Three four-course menus

It will be possible to choose between three different types of menus with four courses each, which meet the needs of all palates, it being understood that it will be possible – upon request – to also create personalized menus or request a chef at home. In addition, every week a special dish will enrich the offer (such as bouillabaisse or the iconic elephant's ear). The proposal based on fish (at 120 euros) includes Galician octopus salad, Pilaf rice with curry prawns, sea bass with Sicilian vegetable caponata and tiramisu. Those who prefer meat (for 100 euros) you can taste Veal meatballs with peas and celeriac cream, Ricotta and potato gnocchi with veal and pork fricassee, smoked Oyster Blade, parsley potato and new spinach, to close with Divina, a chocolate dessert.
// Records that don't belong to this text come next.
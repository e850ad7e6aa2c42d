// In-memory backends for host builds and tests. Same traits the esp
// backends implement, minus the hardware.

use std::collections::HashMap;
use std::net::Ipv4Addr;
use std::sync::{Arc, Mutex};
use std::time::Duration;

use crate::config::BlobStore;
use crate::error::{Error, Result};
use crate::ota::{OtaEvents, OtaFlash, OtaProgress, Restarter};
use crate::partition::{Partition, PartitionKind, PartitionTable};
use crate::wifi::{ApConfig, ScanResult, StaCredentials, WifiDriver, WifiNotifications};

fn label(name: &str) -> crate::partition::PartitionName {
    name.try_into().expect("partition label fits 16 bytes")
}

// ---------------------------------------------------------------------------
// Partition table

pub struct SimPartitionTable {
    partitions: Vec<Partition>,
    contents: HashMap<String, Vec<u8>>,
}

impl SimPartitionTable {
    /// The standard dual-bank OTA layout: NVS + two 1 MiB app slots, with
    /// ota_0 running.
    pub fn dual_bank() -> Self {
        Self {
            partitions: vec![
                Partition {
                    name: label("nvs"),
                    kind: PartitionKind::Data,
                    subtype: 0x02,
                    size: 0x6000,
                    address: 0x9000,
                    running: false,
                },
                Partition {
                    name: label("ota_0"),
                    kind: PartitionKind::App,
                    subtype: 0x10,
                    size: 1_048_576,
                    address: 0x10000,
                    running: true,
                },
                Partition {
                    name: label("ota_1"),
                    kind: PartitionKind::App,
                    subtype: 0x11,
                    size: 1_048_576,
                    address: 0x110000,
                    running: false,
                },
            ],
            contents: HashMap::new(),
        }
    }

    pub fn set_contents(&mut self, name: &str, data: Vec<u8>) {
        self.contents.insert(name.to_string(), data);
    }
}

impl PartitionTable for SimPartitionTable {
    fn list(&self) -> Result<Vec<Partition>> {
        Ok(self.partitions.clone())
    }

    fn read(&self, partition: &Partition, offset: u32, buf: &mut [u8]) -> Result<()> {
        if offset as usize + buf.len() > partition.size as usize {
            return Err(Error::IoFault("read past end of partition".into()));
        }
        buf.fill(0);
        if let Some(data) = self.contents.get(partition.name.as_str()) {
            let start = (offset as usize).min(data.len());
            let n = buf.len().min(data.len() - start);
            buf[..n].copy_from_slice(&data[start..start + n]);
        }
        Ok(())
    }
}

// ---------------------------------------------------------------------------
// OTA flash

#[derive(Default)]
struct FlashState {
    open: bool,
    target: Option<String>,
    written: Vec<u8>,
    boot_partition: Option<String>,
    aborted: bool,
    begin_count: usize,
    fail_next_write: bool,
    fail_next_end: bool,
    fail_next_set_boot: bool,
}

/// Fake flash transaction. Clones share state so a test can keep a handle
/// after handing the flash to the OTA machine.
#[derive(Clone, Default)]
pub struct SimFlash {
    state: Arc<Mutex<FlashState>>,
}

impl SimFlash {
    pub fn begin_count(&self) -> usize {
        self.state.lock().unwrap().begin_count
    }

    pub fn written_len(&self) -> usize {
        self.state.lock().unwrap().written.len()
    }

    pub fn written(&self) -> Vec<u8> {
        self.state.lock().unwrap().written.clone()
    }

    pub fn boot_partition(&self) -> Option<String> {
        self.state.lock().unwrap().boot_partition.clone()
    }

    pub fn aborted(&self) -> bool {
        self.state.lock().unwrap().aborted
    }

    pub fn fail_next_write(&self) {
        self.state.lock().unwrap().fail_next_write = true;
    }

    pub fn fail_next_end(&self) {
        self.state.lock().unwrap().fail_next_end = true;
    }

    pub fn fail_next_set_boot(&self) {
        self.state.lock().unwrap().fail_next_set_boot = true;
    }
}

impl OtaFlash for SimFlash {
    fn begin(&mut self, target: &Partition, _expected_size: usize) -> Result<()> {
        let mut state = self.state.lock().unwrap();
        state.open = true;
        state.target = Some(target.name.to_string());
        state.written.clear();
        state.aborted = false;
        state.begin_count += 1;
        Ok(())
    }

    fn write(&mut self, chunk: &[u8]) -> Result<()> {
        let mut state = self.state.lock().unwrap();
        if !state.open {
            return Err(Error::IoFault("no open transaction".into()));
        }
        if std::mem::take(&mut state.fail_next_write) {
            return Err(Error::IoFault("simulated write fault".into()));
        }
        state.written.extend_from_slice(chunk);
        Ok(())
    }

    fn end(&mut self) -> Result<()> {
        let mut state = self.state.lock().unwrap();
        if !state.open {
            return Err(Error::IoFault("no open transaction".into()));
        }
        state.open = false;
        if std::mem::take(&mut state.fail_next_end) {
            return Err(Error::IoFault("simulated checksum mismatch".into()));
        }
        Ok(())
    }

    fn abort(&mut self) {
        let mut state = self.state.lock().unwrap();
        state.open = false;
        state.aborted = true;
    }

    fn set_boot_partition(&mut self, target: &Partition) -> Result<()> {
        let mut state = self.state.lock().unwrap();
        if std::mem::take(&mut state.fail_next_set_boot) {
            return Err(Error::IoFault("simulated otadata fault".into()));
        }
        state.boot_partition = Some(target.name.to_string());
        Ok(())
    }
}

// ---------------------------------------------------------------------------
// Restarter + event sinks

#[derive(Clone, Default)]
pub struct SimRestarter {
    requested: Arc<Mutex<Option<Duration>>>,
}

impl SimRestarter {
    pub fn requested(&self) -> Option<Duration> {
        *self.requested.lock().unwrap()
    }
}

impl Restarter for SimRestarter {
    fn restart(&self, delay: Duration) {
        *self.requested.lock().unwrap() = Some(delay);
    }
}

#[derive(Default)]
pub struct RecordingOtaEvents {
    progress: Mutex<Vec<OtaProgress>>,
    completions: Mutex<usize>,
    errors: Mutex<Vec<Error>>,
}

impl RecordingOtaEvents {
    pub fn progress_reports(&self) -> Vec<OtaProgress> {
        self.progress.lock().unwrap().clone()
    }

    pub fn completions(&self) -> usize {
        *self.completions.lock().unwrap()
    }

    pub fn errors(&self) -> Vec<Error> {
        self.errors.lock().unwrap().clone()
    }
}

impl OtaEvents for RecordingOtaEvents {
    fn on_progress(&self, progress: &OtaProgress) {
        self.progress.lock().unwrap().push(progress.clone());
    }

    fn on_complete(&self) {
        *self.completions.lock().unwrap() += 1;
    }

    fn on_error(&self, error: &Error, _message: &str) {
        self.errors.lock().unwrap().push(error.clone());
    }
}

// ---------------------------------------------------------------------------
// Wi-Fi driver + notifications

#[derive(Debug, Clone, PartialEq, Eq)]
pub enum DriverRequest {
    ApplySta(StaCredentials),
    ApplyAp(ApConfig),
    Connect,
    Disconnect,
    StartScan,
    StartAp,
    StopAp,
}

#[derive(Clone, Default)]
pub struct SimWifiDriver {
    requests: Arc<Mutex<Vec<DriverRequest>>>,
    fail_next_disconnect: Arc<Mutex<bool>>,
}

impl SimWifiDriver {
    pub fn requests(&self) -> Vec<DriverRequest> {
        self.requests.lock().unwrap().clone()
    }

    pub fn fail_next_disconnect(&self) {
        *self.fail_next_disconnect.lock().unwrap() = true;
    }

    pub fn connect_count(&self) -> usize {
        self.requests
            .lock()
            .unwrap()
            .iter()
            .filter(|r| **r == DriverRequest::Connect)
            .count()
    }

    fn push(&self, request: DriverRequest) {
        self.requests.lock().unwrap().push(request);
    }
}

impl WifiDriver for SimWifiDriver {
    fn apply_sta_config(&mut self, creds: &StaCredentials) -> Result<()> {
        self.push(DriverRequest::ApplySta(creds.clone()));
        Ok(())
    }

    fn apply_ap_config(&mut self, config: &ApConfig) -> Result<()> {
        self.push(DriverRequest::ApplyAp(config.clone()));
        Ok(())
    }

    fn connect(&mut self) -> Result<()> {
        self.push(DriverRequest::Connect);
        Ok(())
    }

    fn disconnect(&mut self) -> Result<()> {
        if std::mem::take(&mut *self.fail_next_disconnect.lock().unwrap()) {
            return Err(Error::IoFault("simulated radio fault".into()));
        }
        self.push(DriverRequest::Disconnect);
        Ok(())
    }

    fn start_scan(&mut self) -> Result<()> {
        self.push(DriverRequest::StartScan);
        Ok(())
    }

    fn start_ap(&mut self) -> Result<()> {
        self.push(DriverRequest::StartAp);
        Ok(())
    }

    fn stop_ap(&mut self) -> Result<()> {
        self.push(DriverRequest::StopAp);
        Ok(())
    }

    fn ap_ip(&self) -> Option<Ipv4Addr> {
        // Default ESP-IDF SoftAP gateway
        Some(Ipv4Addr::new(192, 168, 4, 1))
    }
}

#[derive(Default)]
pub struct RecordingWifiNotifications {
    connected: Mutex<Vec<Ipv4Addr>>,
    disconnects: Mutex<usize>,
    scans: Mutex<Vec<Vec<ScanResult>>>,
}

impl RecordingWifiNotifications {
    pub fn connected(&self) -> Vec<Ipv4Addr> {
        self.connected.lock().unwrap().clone()
    }

    pub fn disconnects(&self) -> usize {
        *self.disconnects.lock().unwrap()
    }

    pub fn scan_batches(&self) -> Vec<Vec<ScanResult>> {
        self.scans.lock().unwrap().clone()
    }
}

impl WifiNotifications for RecordingWifiNotifications {
    fn on_connected(&self, ip: Ipv4Addr) {
        self.connected.lock().unwrap().push(ip);
    }

    fn on_disconnected(&self) {
        *self.disconnects.lock().unwrap() += 1;
    }

    fn on_scan_done(&self, results: &[ScanResult]) {
        self.scans.lock().unwrap().push(results.to_vec());
    }
}

// ---------------------------------------------------------------------------
// Blob store

#[derive(Default)]
pub struct SimBlobStore {
    map: HashMap<String, Vec<u8>>,
    fail_next: bool,
}

impl SimBlobStore {
    pub fn fail_next(&mut self) {
        self.fail_next = true;
    }
}

impl BlobStore for SimBlobStore {
    fn get(&self, key: &str) -> Result<Option<Vec<u8>>> {
        Ok(self.map.get(key).cloned())
    }

    fn set(&mut self, key: &str, value: &[u8]) -> Result<()> {
        if std::mem::take(&mut self.fail_next) {
            return Err(Error::IoFault("simulated nvs fault".into()));
        }
        self.map.insert(key.to_string(), value.to_vec());
        Ok(())
    }

    fn erase_all(&mut self) -> Result<()> {
        self.map.clear();
        Ok(())
    }
}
The vegetarian menu (at 90 euros) includes mimosa asparagus with Mornay sauce, crepe with pea cream fondue, baked Erbazzone, stracciatella, Taggiasca olives and confit tomato and Bolero (pistachio and strawberry gluteen free dessert).

Tailor-made

Each menu will be accompanied by a small initial snack, by a selection of bread made by Da Vittorio and by delicious amenities (such as bon bon and Easter dove tastings) to end the meal in a sweet way. To order the menu just contact the number 035681024 or send an email to info@davittorio.com: the delivery will take place directly at home and inside there will be instructions on how to best serve the dishes. Beyond that probably – and unfortunately, in some ways – this is the first three-starred delivery, studied in a very short time due to a dramatic event, we really like the idea. Because in rethinking the time available, stuck in your own home as it should be, lunch or dinner resume a centrality (perhaps) in the process of disappearing. Whether it's spaghetti with tomato sauce or the masterpieces of a place like Da Vittorio it matters relatively. But once again the Cerea are to be commended. After all, they are a big family in every sense, which can't wait to reopen Brusaporto to create the usual, magical atmosphere. It will be great to come back, more than ever.